(RECORDS SUPPLIED Opens)

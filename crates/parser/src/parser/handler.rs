//! Callbacks fired by [`HttpParser`](crate::parser::HttpParser) while it parses.
//!
//! Every callback returns `true` to continue. Returning `false` halts the
//! parser with the `HPE_CB_*` code of that callback; the parser then refuses
//! further input until it is [reset](crate::parser::HttpParser::reset).

use crate::protocol::ParserState;

/// Receives the pieces of each message in the order they appear on the wire.
///
/// All methods have a default implementation that ignores its input, so an
/// implementor only overrides what it is interested in.
///
/// # Example
///
/// ```
/// use micro_http_parser::parser::{HttpParser, ParserHandler};
///
/// #[derive(Default)]
/// struct UrlCollector(Vec<u8>);
///
/// impl ParserHandler for UrlCollector {
///     fn on_url(&mut self, url: &[u8]) -> bool {
///         self.0.extend_from_slice(url);
///         true
///     }
/// }
///
/// let mut collector = UrlCollector::default();
/// let mut parser = HttpParser::request();
/// parser.execute(&mut collector, b"GET /index.html HTTP/1.1\r\n\r\n");
/// assert_eq!(collector.0, b"/index.html");
/// ```
pub trait ParserHandler {
    /// The first byte of a new message arrived.
    fn on_message_begin(&mut self) -> bool {
        true
    }

    /// The request target of a request line.
    fn on_url(&mut self, _url: &[u8]) -> bool {
        true
    }

    /// The reason phrase of a status line.
    fn on_status(&mut self, _reason: &[u8]) -> bool {
        true
    }

    fn on_header_field(&mut self, _name: &[u8]) -> bool {
        true
    }

    fn on_header_value(&mut self, _value: &[u8]) -> bool {
        true
    }

    /// The head is complete; `state` carries its method, status and framing.
    fn on_headers_complete(&mut self, _state: &ParserState) -> bool {
        true
    }

    /// A piece of the decoded body. Chunked framing is already removed.
    fn on_body(&mut self, _chunk: &[u8]) -> bool {
        true
    }

    fn on_message_complete(&mut self, _state: &ParserState) -> bool {
        true
    }
}

/// Parses without observing anything.
impl ParserHandler for () {}

impl<H: ParserHandler + ?Sized> ParserHandler for &mut H {
    fn on_message_begin(&mut self) -> bool {
        (**self).on_message_begin()
    }

    fn on_url(&mut self, url: &[u8]) -> bool {
        (**self).on_url(url)
    }

    fn on_status(&mut self, reason: &[u8]) -> bool {
        (**self).on_status(reason)
    }

    fn on_header_field(&mut self, name: &[u8]) -> bool {
        (**self).on_header_field(name)
    }

    fn on_header_value(&mut self, value: &[u8]) -> bool {
        (**self).on_header_value(value)
    }

    fn on_headers_complete(&mut self, state: &ParserState) -> bool {
        (**self).on_headers_complete(state)
    }

    fn on_body(&mut self, chunk: &[u8]) -> bool {
        (**self).on_body(chunk)
    }

    fn on_message_complete(&mut self, state: &ParserState) -> bool {
        (**self).on_message_complete(state)
    }
}
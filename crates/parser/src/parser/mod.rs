//! The incremental parser driver.
//!
//! - [`HttpParser`]: buffers input, decodes heads and payloads, records
//!   progress and errors in its [`ParserState`](crate::protocol::ParserState)
//! - [`ParserHandler`]: the callbacks fired for each piece of a message
//! - [`ParsedMessage`]: a handler collecting one message into `http` types

mod collector;
mod handler;
mod http_parser;

pub use collector::ParsedMessage;
pub use handler::ParserHandler;
pub use http_parser::HttpParser;
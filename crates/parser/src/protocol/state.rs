//! The parser state shared between the driver and its readers.
//!
//! [`ParserState`] is owned and mutated by [`HttpParser`](crate::parser::HttpParser).
//! Everything outside the crate only observes it, either through the getters
//! below or through [`ParserStateView`](crate::protocol::ParserStateView).

use http::Version;

use crate::protocol::{HttpErrno, HttpMethod};

/// Which kind of message a parser expects.
#[derive(Debug, Clone, Copy, PartialEq, Eq, Default)]
pub enum ParserKind {
    #[default]
    Request,
    Response,
}

/// Decoded values and the error code of a parser.
///
/// - `method` is only set once a request line has produced a method token.
/// - `status_code` stays `0` until a status line has been parsed.
/// - `http_errno` stays [`HttpErrno::Ok`] until parsing halts.
#[derive(Debug, Clone, PartialEq, Eq)]
pub struct ParserState {
    pub(crate) kind: ParserKind,
    pub(crate) method: Option<HttpMethod>,
    pub(crate) http_errno: HttpErrno,
    pub(crate) status_code: u16,
    pub(crate) version: Option<Version>,
    pub(crate) content_length: Option<u64>,
    pub(crate) upgrade: bool,
    pub(crate) keep_alive: bool,
}

impl ParserState {
    pub(crate) fn new(kind: ParserKind) -> Self {
        Self {
            kind,
            method: None,
            http_errno: HttpErrno::Ok,
            status_code: 0,
            version: None,
            content_length: None,
            upgrade: false,
            keep_alive: true,
        }
    }

    /// Clears the per-message fields before the next pipelined message.
    ///
    /// The error code survives: once set, the parser stays halted.
    pub(crate) fn begin_message(&mut self) {
        self.method = None;
        self.status_code = 0;
        self.version = None;
        self.content_length = None;
        self.upgrade = false;
    }

    pub fn kind(&self) -> ParserKind {
        self.kind
    }

    pub fn method(&self) -> Option<HttpMethod> {
        self.method
    }

    pub fn http_errno(&self) -> HttpErrno {
        self.http_errno
    }

    pub fn version(&self) -> Option<Version> {
        self.version
    }

    /// The Content-Length of the current message, if it declared one.
    pub fn content_length(&self) -> Option<u64> {
        self.content_length
    }

    /// Whether the current message switches protocols (upgrade or CONNECT).
    pub fn is_upgrade(&self) -> bool {
        self.upgrade
    }

    /// Whether the connection may carry another message after this one.
    ///
    /// HTTP/1.1 defaults to keep-alive unless `Connection: close` was sent,
    /// HTTP/1.0 only keeps the connection with `Connection: keep-alive`.
    pub fn should_keep_alive(&self) -> bool {
        self.keep_alive
    }

    pub fn is_paused(&self) -> bool {
        self.http_errno == HttpErrno::Paused
    }
}

impl Default for ParserState {
    fn default() -> Self {
        Self::new(ParserKind::default())
    }
}
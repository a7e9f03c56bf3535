//! Shared fixtures for the parser benchmarks.

/// A named input fed to a benchmark.
#[derive(Debug, Copy, Clone)]
pub struct TestCase {
    name: &'static str,
    group: TestGroup,
    file: TestFile,
}

impl TestCase {
    pub fn new(name: &'static str, group: TestGroup, file: TestFile) -> Self {
        Self { name, group, file }
    }

    pub fn small(name: &'static str, file: TestFile) -> Self {
        Self::new(name, TestGroup::Small, file)
    }

    pub fn large(name: &'static str, file: TestFile) -> Self {
        Self::new(name, TestGroup::Large, file)
    }

    pub fn name(&self) -> &'static str {
        self.name
    }

    pub fn group(&self) -> TestGroup {
        self.group
    }

    pub fn file(&self) -> &TestFile {
        &self.file
    }

    pub fn file_name(&self) -> &'static str {
        self.file().file_name
    }

    /// Size of the input, for criterion throughput reports.
    pub fn byte_len(&self) -> u64 {
        self.file.content.len() as u64
    }
}

/// Raw HTTP bytes loaded from `resources/`, tagged with the message kind they hold.
#[derive(Debug, Copy, Clone)]
pub struct TestFile {
    file_name: &'static str,
    kind: MessageKind,
    content: &'static str,
}

impl TestFile {
    pub const fn request(file_name: &'static str, content: &'static str) -> Self {
        Self { file_name, kind: MessageKind::Request, content }
    }

    pub const fn response(file_name: &'static str, content: &'static str) -> Self {
        Self { file_name, kind: MessageKind::Response, content }
    }

    pub fn content(&self) -> &'static str {
        self.content
    }

    pub fn as_bytes(&self) -> &'static [u8] {
        self.content.as_bytes()
    }

    pub fn file_name(&self) -> &'static str {
        self.file_name
    }

    pub fn kind(&self) -> MessageKind {
        self.kind
    }
}

#[derive(Clone, Copy, Debug, PartialEq, Eq)]
pub enum MessageKind {
    Request,
    Response,
}

#[derive(Clone, Copy, Debug)]
pub enum TestGroup {
    Small,
    Large,
}
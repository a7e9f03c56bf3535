//! Decoder implementation for HTTP chunked transfer encoding.
//!
//! Decodes message bodies framed as specified in
//! [RFC 9112 Section 7.1](https://www.rfc-editor.org/rfc/rfc9112.html#section-7.1):
//! every chunk is preceded by its size in hexadecimal, a zero-sized chunk
//! ends the body, optionally followed by trailer fields.

use crate::protocol::{ParseError, PayloadItem};
use bytes::{Buf, Bytes, BytesMut};
use std::task::Poll;
use tokio_util::codec::Decoder;
use tracing::trace;
use ChunkedState::*;

/// A decoder for handling HTTP chunked transfer encoding.
///
/// Chunk extensions and trailer fields are validated for framing and then
/// discarded.
#[derive(Debug, Clone, PartialEq, Eq)]
pub struct ChunkedDecoder {
    state: ChunkedState,
    remaining_size: u64,
}

impl ChunkedDecoder {
    /// Creates a decoder ready to read the size line of the first chunk.
    pub fn new() -> Self {
        Self { state: Size, remaining_size: 0 }
    }
}

impl Default for ChunkedDecoder {
    fn default() -> Self {
        Self::new()
    }
}

#[derive(Debug, Clone, Copy, PartialEq, Eq)]
enum ChunkedState {
    /// Read the chunk size in hex
    Size,
    /// Whitespace after the size
    SizeLws,
    /// Skip chunk extensions
    Extension,
    /// LF after the size line
    SizeLf,
    /// Chunk data
    Body,
    /// CR after chunk data
    BodyCr,
    /// LF after chunk data
    BodyLf,
    /// Trailer field line
    Trailer,
    /// LF after a trailer field
    TrailerLf,
    /// Final CR
    EndCr,
    /// Final LF
    EndLf,
    /// Body fully read
    End,
}

type Step = Poll<Result<ChunkedState, ParseError>>;

impl Decoder for ChunkedDecoder {
    type Item = PayloadItem;
    type Error = ParseError;

    /// Decodes chunked transfer encoded data from the input buffer.
    ///
    /// # Returns
    /// - `Ok(Some(PayloadItem::Chunk(bytes)))` when chunk data is available
    /// - `Ok(Some(PayloadItem::Eof))` when the final chunk and trailers are read
    /// - `Ok(None)` when more data is needed
    /// - `Err(ParseError)` if the chunked framing is invalid
    fn decode(&mut self, src: &mut BytesMut) -> Result<Option<Self::Item>, Self::Error> {
        loop {
            if self.state == End {
                trace!("finished reading chunked data");
                return Ok(Some(PayloadItem::Eof));
            }

            if src.is_empty() {
                return Ok(None);
            }

            let mut buf = None;

            self.state = match self.state.step(src, &mut self.remaining_size, &mut buf) {
                Poll::Pending => return Ok(None),
                Poll::Ready(Ok(new_state)) => new_state,
                Poll::Ready(Err(e)) => return Err(e),
            };

            if let Some(bytes) = buf {
                trace!(len = bytes.len(), "read chunked bytes");
                return Ok(Some(PayloadItem::Chunk(bytes)));
            }
        }
    }

    fn decode_eof(&mut self, src: &mut BytesMut) -> Result<Option<Self::Item>, Self::Error> {
        match self.decode(src)? {
            Some(item) => Ok(Some(item)),
            None => Err(ParseError::UnexpectedEof),
        }
    }
}

macro_rules! try_next_byte {
    ($src:ident) => {{
        if $src.is_empty() {
            return Poll::Pending;
        }
        $src.get_u8()
    }};
}

impl ChunkedState {
    fn step(&self, src: &mut BytesMut, remaining_size: &mut u64, buf: &mut Option<Bytes>) -> Step {
        match self {
            Size => ChunkedState::read_size(src, remaining_size),
            SizeLws => ChunkedState::read_size_lws(src),
            Extension => ChunkedState::read_extension(src),
            SizeLf => ChunkedState::read_size_lf(src, *remaining_size),
            Body => ChunkedState::read_body(src, remaining_size, buf),
            BodyCr => ChunkedState::expect(src, b'\r', BodyLf, "invalid chunk body CR"),
            BodyLf => ChunkedState::expect(src, b'\n', Size, "invalid chunk body LF"),
            Trailer => ChunkedState::read_trailer(src),
            TrailerLf => ChunkedState::expect(src, b'\n', EndCr, "invalid trailer end LF"),
            EndCr => ChunkedState::read_end_cr(src),
            EndLf => ChunkedState::expect(src, b'\n', End, "invalid chunk end LF"),
            End => Poll::Ready(Ok(End)),
        }
    }

    /// Accumulates one hex digit of the chunk size, or moves past the size on a delimiter.
    fn read_size(src: &mut BytesMut, size_per_chunk: &mut u64) -> Step {
        let digit = match try_next_byte!(src) {
            b @ b'0'..=b'9' => b - b'0',
            b @ b'a'..=b'f' => b + 10 - b'a',
            b @ b'A'..=b'F' => b + 10 - b'A',
            b'\t' | b' ' => return Poll::Ready(Ok(SizeLws)),
            b';' => return Poll::Ready(Ok(Extension)),
            b'\r' => return Poll::Ready(Ok(SizeLf)),
            b => return Poll::Ready(Err(ParseError::invalid_chunk_size(format!("unexpected byte {b:#04x}")))),
        };

        match size_per_chunk.checked_mul(16).and_then(|size| size.checked_add(u64::from(digit))) {
            Some(size) => {
                *size_per_chunk = size;
                Poll::Ready(Ok(Size))
            }
            None => Poll::Ready(Err(ParseError::invalid_chunk_size("chunk length overflow"))),
        }
    }

    /// Only whitespace, an extension or the end of the line may follow the size.
    fn read_size_lws(src: &mut BytesMut) -> Step {
        match try_next_byte!(src) {
            b'\t' | b' ' => Poll::Ready(Ok(SizeLws)),
            b';' => Poll::Ready(Ok(Extension)),
            b'\r' => Poll::Ready(Ok(SizeLf)),
            _ => Poll::Ready(Err(ParseError::invalid_chunk_size("invalid chunk size linear white space"))),
        }
    }

    /// Extensions are ignored up to the next CRLF; a bare LF inside one is rejected.
    fn read_extension(src: &mut BytesMut) -> Step {
        match try_next_byte!(src) {
            b'\r' => Poll::Ready(Ok(SizeLf)),
            b'\n' => Poll::Ready(Err(ParseError::invalid_chunk_size("chunk extension contains newline"))),
            _ => Poll::Ready(Ok(Extension)),
        }
    }

    fn read_size_lf(src: &mut BytesMut, size_per_chunk: u64) -> Step {
        match try_next_byte!(src) {
            b'\n' if size_per_chunk == 0 => Poll::Ready(Ok(EndCr)),
            b'\n' => Poll::Ready(Ok(Body)),
            _ => Poll::Ready(Err(ParseError::invalid_chunk_delimiter("invalid chunk size LF"))),
        }
    }

    fn read_body(src: &mut BytesMut, size_per_chunk: &mut u64, buf: &mut Option<Bytes>) -> Step {
        if *size_per_chunk == 0 {
            return Poll::Ready(Ok(BodyCr));
        }

        // cap remaining bytes at the max capacity of usize
        let remaining = usize::try_from(*size_per_chunk).unwrap_or(usize::MAX);
        let read_size = std::cmp::min(remaining, src.len());

        *size_per_chunk -= read_size as u64;
        *buf = Some(src.split_to(read_size).freeze());

        if *size_per_chunk > 0 { Poll::Ready(Ok(Body)) } else { Poll::Ready(Ok(BodyCr)) }
    }

    fn read_trailer(src: &mut BytesMut) -> Step {
        match try_next_byte!(src) {
            b'\r' => Poll::Ready(Ok(TrailerLf)),
            _ => Poll::Ready(Ok(Trailer)),
        }
    }

    /// A CR ends the body, anything else starts a trailer field.
    fn read_end_cr(src: &mut BytesMut) -> Step {
        match try_next_byte!(src) {
            b'\r' => Poll::Ready(Ok(EndLf)),
            _ => Poll::Ready(Ok(Trailer)),
        }
    }

    fn expect(src: &mut BytesMut, expected: u8, next: ChunkedState, reason: &'static str) -> Step {
        if try_next_byte!(src) == expected {
            Poll::Ready(Ok(next))
        } else {
            Poll::Ready(Err(ParseError::invalid_chunk_delimiter(reason)))
        }
    }
}
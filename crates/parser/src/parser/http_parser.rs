//! The incremental HTTP/1.x parser.
//!
//! [`HttpParser`] accepts input in arbitrary slices, keeps whatever it cannot
//! decode yet, and reports every piece of every message to a
//! [`ParserHandler`]. Its progress and the first error it hits are recorded in
//! a [`ParserState`], observable through [`ParserStateView`].
//!
//! # Example
//!
//! ```
//! use micro_http_parser::parser::HttpParser;
//! use micro_http_parser::protocol::ParserStateView;
//!
//! let mut parser = HttpParser::response();
//!
//! parser.execute(&mut (), b"HTTP/1.1 40");
//! assert_eq!(parser.status_code(), 0);
//!
//! parser.execute(&mut (), b"4 Not Found\r\nContent-Length: 0\r\n\r\n");
//! assert_eq!(parser.status_code(), 404);
//! assert_eq!(parser.error_name(), "HPE_OK");
//! ```

use bytes::BytesMut;
use tokio_util::codec::Decoder;
use tracing::{debug, trace, warn};

use crate::codec::MessageDecoder;
use crate::config::ParserConfig;
use crate::ensure;
use crate::parser::ParserHandler;
use crate::protocol::{
    HttpErrno, Message, MessageHead, ParseError, ParserState, ParserStateView, PayloadItem, PayloadSize,
};

/// An incremental parser for a stream of HTTP requests or responses.
///
/// Once an error is recorded the parser ignores all input until [`reset`](Self::reset).
#[derive(Debug)]
pub struct HttpParser {
    config: ParserConfig,
    state: ParserState,
    decoder: MessageDecoder,
    buffer: BytesMut,
    in_message: bool,
    closed: bool,
    upgraded: bool,
}

impl HttpParser {
    pub fn new(config: ParserConfig) -> Self {
        Self {
            config,
            state: ParserState::new(config.kind()),
            decoder: MessageDecoder::new(&config),
            buffer: BytesMut::new(),
            in_message: false,
            closed: false,
            upgraded: false,
        }
    }

    /// A parser for requests with the default limits.
    pub fn request() -> Self {
        Self::new(ParserConfig::request())
    }

    /// A parser for responses with the default limits.
    pub fn response() -> Self {
        Self::new(ParserConfig::response())
    }

    pub fn config(&self) -> &ParserConfig {
        &self.config
    }

    pub fn state(&self) -> &ParserState {
        &self.state
    }

    /// Whether the last message switched protocols.
    ///
    /// The parser stops after such a message; see [`take_remaining`](Self::take_remaining).
    pub fn is_upgraded(&self) -> bool {
        self.upgraded
    }

    /// Feeds `data` to the parser and returns how many of its bytes were consumed.
    ///
    /// All of `data` counts as consumed unless parsing halted on an error or
    /// an upgrade, in which case the bytes still buffered are not. A partial
    /// head stays buffered until it completes, so a head rejected after being
    /// split across calls reports `0` even if earlier calls reported its first
    /// bytes as consumed.
    /// Returns `0` without looking at `data` if an error or a pause is
    /// already recorded. An empty slice does nothing, use [`finish`](Self::finish)
    /// to signal the end of the stream.
    pub fn execute<H: ParserHandler + ?Sized>(&mut self, handler: &mut H, data: &[u8]) -> usize {
        if !self.state.http_errno.is_ok() || self.upgraded || data.is_empty() {
            return 0;
        }

        self.buffer.extend_from_slice(data);

        match self.drive(handler) {
            Ok(()) if self.upgraded => data.len().saturating_sub(self.buffer.len()),
            Ok(()) => data.len(),
            Err(e) => {
                self.fail(e);
                data.len().saturating_sub(self.buffer.len())
            }
        }
    }

    /// Signals that the stream has ended.
    ///
    /// Completes a response whose body lasts until the connection closes.
    /// Records `HPE_INVALID_EOF_STATE` if a message is left unfinished, does
    /// nothing between messages.
    pub fn finish<H: ParserHandler + ?Sized>(&mut self, handler: &mut H) {
        if !self.state.http_errno.is_ok() || self.upgraded {
            return;
        }

        if let Err(e) = self.drive_eof(handler) {
            self.fail(e);
        }
        self.closed = true;
    }

    /// Pauses or resumes the parser.
    ///
    /// Pausing records `HPE_PAUSED`, resuming clears it. Neither affects a
    /// parser that has already failed.
    pub fn pause(&mut self, paused: bool) {
        match (paused, self.state.http_errno) {
            (true, HttpErrno::Ok) => self.state.http_errno = HttpErrno::Paused,
            (false, HttpErrno::Paused) => self.state.http_errno = HttpErrno::Ok,
            _ => {}
        }
    }

    /// Returns the parser to a fresh state of the same kind and limits.
    pub fn reset(&mut self) {
        *self = Self::new(self.config);
    }

    /// Takes the bytes buffered after the point where parsing stopped.
    ///
    /// After an upgrade these belong to the new protocol.
    pub fn take_remaining(&mut self) -> BytesMut {
        self.buffer.split()
    }

    fn drive<H: ParserHandler + ?Sized>(&mut self, handler: &mut H) -> Result<(), ParseError> {
        loop {
            if !self.in_message {
                if self.buffer.is_empty() {
                    return Ok(());
                }
                self.begin_message(handler)?;
            }

            let reading_head = self.decoder.is_idle();
            let message = self.decoder.decode(&mut self.buffer);
            if reading_head {
                self.publish_progress();
            }

            match message? {
                Some(message) => self.dispatch(handler, message)?,
                None => return Ok(()),
            }

            if self.upgraded {
                return Ok(());
            }
        }
    }

    fn drive_eof<H: ParserHandler + ?Sized>(&mut self, handler: &mut H) -> Result<(), ParseError> {
        while self.in_message && !self.upgraded {
            let reading_head = self.decoder.is_idle();
            let message = self.decoder.decode_eof(&mut self.buffer);
            if reading_head {
                self.publish_progress();
            }

            match message? {
                Some(message) => self.dispatch(handler, message)?,
                None => return Err(ParseError::UnexpectedEof),
            }
        }
        Ok(())
    }

    fn begin_message<H: ParserHandler + ?Sized>(&mut self, handler: &mut H) -> Result<(), ParseError> {
        ensure!(!self.closed, ParseError::ClosedConnection);

        self.in_message = true;
        self.state.begin_message();
        ensure!(handler.on_message_begin(), ParseError::callback_halted(HttpErrno::CbMessageBegin));
        Ok(())
    }

    /// Copies the start-line values of a head that is still arriving.
    fn publish_progress(&mut self) {
        let progress = self.decoder.progress();
        if progress.method.is_some() {
            self.state.method = progress.method;
        }
        if let Some(status_code) = progress.status_code {
            self.state.status_code = status_code;
        }
    }

    fn dispatch<H: ParserHandler + ?Sized>(
        &mut self,
        handler: &mut H,
        message: Message<(MessageHead, PayloadSize)>,
    ) -> Result<(), ParseError> {
        match message {
            Message::Header((head, payload_size)) => self.on_head(handler, &head, payload_size),
            Message::Payload(PayloadItem::Chunk(bytes)) => {
                ensure!(handler.on_body(&bytes), ParseError::callback_halted(HttpErrno::CbBody));
                Ok(())
            }
            Message::Payload(PayloadItem::Eof) => self.complete_message(handler),
        }
    }

    fn on_head<H: ParserHandler + ?Sized>(
        &mut self,
        handler: &mut H,
        head: &MessageHead,
        payload_size: PayloadSize,
    ) -> Result<(), ParseError> {
        self.state.method = head.method();
        self.state.status_code = head.status_code().unwrap_or(0);
        self.state.version = Some(head.version());
        self.state.content_length = payload_size.length();
        self.state.upgrade = head.is_upgrade();
        self.state.keep_alive = head.keep_alive() && !payload_size.is_until_close();

        trace!(
            method = self.state.method_name(),
            status_code = self.state.status_code,
            ?payload_size,
            upgrade = self.state.upgrade,
            "decoded message head"
        );

        match head.status_code() {
            Some(_) => ensure!(handler.on_status(head.reason()), ParseError::callback_halted(HttpErrno::CbStatus)),
            None => ensure!(handler.on_url(head.target()), ParseError::callback_halted(HttpErrno::CbUrl)),
        }

        for (name, value) in head.headers() {
            ensure!(handler.on_header_field(name), ParseError::callback_halted(HttpErrno::CbHeaderField));
            ensure!(handler.on_header_value(value), ParseError::callback_halted(HttpErrno::CbHeaderValue));
        }

        ensure!(handler.on_headers_complete(&self.state), ParseError::callback_halted(HttpErrno::CbHeadersComplete));

        if self.state.upgrade {
            self.decoder.skip_payload();
            self.upgraded = true;
            return self.complete_message(handler);
        }
        Ok(())
    }

    fn complete_message<H: ParserHandler + ?Sized>(&mut self, handler: &mut H) -> Result<(), ParseError> {
        self.in_message = false;
        if !self.state.keep_alive {
            self.closed = true;
        }

        trace!(keep_alive = self.state.keep_alive, "message complete");
        ensure!(handler.on_message_complete(&self.state), ParseError::callback_halted(HttpErrno::CbMessageComplete));
        Ok(())
    }

    fn fail(&mut self, error: ParseError) {
        let errno = error.errno();
        match error {
            ParseError::CallbackHalted { .. } => debug!(errno = errno.name(), "handler halted parsing"),
            _ => warn!(errno = errno.name(), %error, "failed to parse http message"),
        }
        self.state.http_errno = errno;
    }
}

impl ParserStateView for HttpParser {
    #[inline]
    fn method_name(&self) -> &'static str {
        self.state.method_name()
    }

    #[inline]
    fn error_name(&self) -> &'static str {
        self.state.error_name()
    }

    #[inline]
    fn error_description(&self) -> &'static str {
        self.state.error_description()
    }

    #[inline]
    fn status_code(&self) -> u16 {
        self.state.status_code()
    }
}
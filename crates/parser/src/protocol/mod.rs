//! Protocol types shared by the codec and the parser driver.
//!
//! - **Code tables**: [`HttpMethod`] and [`HttpErrno`] map small integer codes to
//!   `'static` names and descriptions.
//! - **State** ([`ParserState`]): the fields a parser exposes to its readers.
//! - **Accessors** ([`ParserStateView`]): the read-only projections of a state,
//!   also available as the free functions [`get_method_name`],
//!   [`get_error_name`], [`get_error_description`] and [`get_status_code`].
//! - **Messages** ([`MessageHead`], [`Message`], [`PayloadItem`], [`PayloadSize`]):
//!   what the decoders produce.
//! - **Errors** ([`ParseError`]): decoder failures, each mapped to an [`HttpErrno`].

mod method;
pub use method::method_str;
pub use method::HttpMethod;
pub use method::UNKNOWN_METHOD;

mod errno;
pub use errno::HttpErrno;

mod state;
pub use state::ParserKind;
pub use state::ParserState;

mod view;
pub use view::get_error_description;
pub use view::get_error_name;
pub use view::get_method_name;
pub use view::get_status_code;
pub use view::ParserStateView;

mod head;
pub(crate) use head::HeaderIndex;
pub use head::MessageHead;
pub(crate) use head::StartLine;

mod message;
pub use message::Message;
pub use message::PayloadItem;
pub use message::PayloadSize;

mod error;
pub use error::ParseError;
pub use error::MAX_METHOD_TOKEN_LEN;
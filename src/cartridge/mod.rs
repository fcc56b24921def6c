//! iNES cartridge image support.
//!
//! - **header**: The 16-byte [iNES](https://www.nesdev.org/wiki/INES) header;
//!   parsing, validation, mapper number and PRG/CHR size derivation.

pub mod header;
//! Famicore entry point.
//!
//! Loads an iNES image and runs the CPU core over it with tracing on.
//! Usage: famicore path/to/game.nes

use std::env;
use std::fs;

use ansi_term::Colour::{Green, Red};
use anyhow::{Context, Result};
use famicore::{bus::FlatBus, cartridge::header::Header, cpu::cpu::CPU, error::Error};

fn main() -> Result<()> {
    let path = env::args()
        .nth(1)
        .context("usage: famicore <path/to/game.nes>")?;

    let image = fs::read(&path).with_context(|| format!("failed to read ROM {path}"))?;

    // Header first: a bad image must abort before anything executes.
    let header = Header::parse(&image)?;
    header.validate()?;

    println!(
        "{} mapper {}, PRG {} KiB, CHR {} KiB, {:?} mirroring",
        Green.bold().paint("INFO"),
        header.mapper_id(),
        header.prg_rom_size() / 1024,
        header.chr_rom_size() / 1024,
        header.mirroring(),
    );

    let mut bus = FlatBus::new();
    bus.load_program(
        header.mapper_id(),
        header.prg_rom_size(),
        header.chr_rom_size(),
        &image,
    )
    .with_context(|| format!("failed to load {path}"))?;

    let mut cpu = CPU::new(bus);
    cpu.trace = true;

    match cpu.run() {
        Ok(()) => {
            println!("{} address space exhausted", Green.bold().paint("INFO"));
            Ok(())
        }
        // Expected end for programs that run operands off the top of memory.
        Err(Error::AddressRange { pc }) => {
            println!(
                "{} run ended: operand fetch past $FFFF (opcode at ${:04X})",
                Red.bold().paint("WARN"),
                pc
            );
            Ok(())
        }
        Err(e) => Err(e.into()),
    }
}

(RECORDS SUPPLIED Closes)

## TASK DIRECTIONS
Reproduce exactly, and only, the part of the listing above that begins at the line with "self.state.method = head.method();" and goes on through the line with "self.upgraded = true;".

## OUTPUT
        self.state.method = head.method();
        self.state.status_code = head.status_code().unwrap_or(0);
        self.state.version = Some(head.version());
        self.state.content_length = payload_size.length();
        self.state.upgrade = head.is_upgrade();
        self.state.keep_alive = head.keep_alive() && !payload_size.is_until_close();

        trace!(
            method = self.state.method_name(),
            status_code = self.state.status_code,
            ?payload_size,
            upgrade = self.state.upgrade,
            "decoded message head"
        );

        match head.status_code() {
            Some(_) => ensure!(handler.on_status(head.reason()), ParseError::callback_halted(HttpErrno::CbStatus)),
            None => ensure!(handler.on_url(head.target()), ParseError::callback_halted(HttpErrno::CbUrl)),
        }

        for (name, value) in head.headers() {
            ensure!(handler.on_header_field(name), ParseError::callback_halted(HttpErrno::CbHeaderField));
            ensure!(handler.on_header_value(value), ParseError::callback_halted(HttpErrno::CbHeaderValue));
        }

        ensure!(handler.on_headers_complete(&self.state), ParseError::callback_halted(HttpErrno::CbHeadersComplete));

        if self.state.upgrade {
            self.decoder.skip_payload();
            self.upgraded = true;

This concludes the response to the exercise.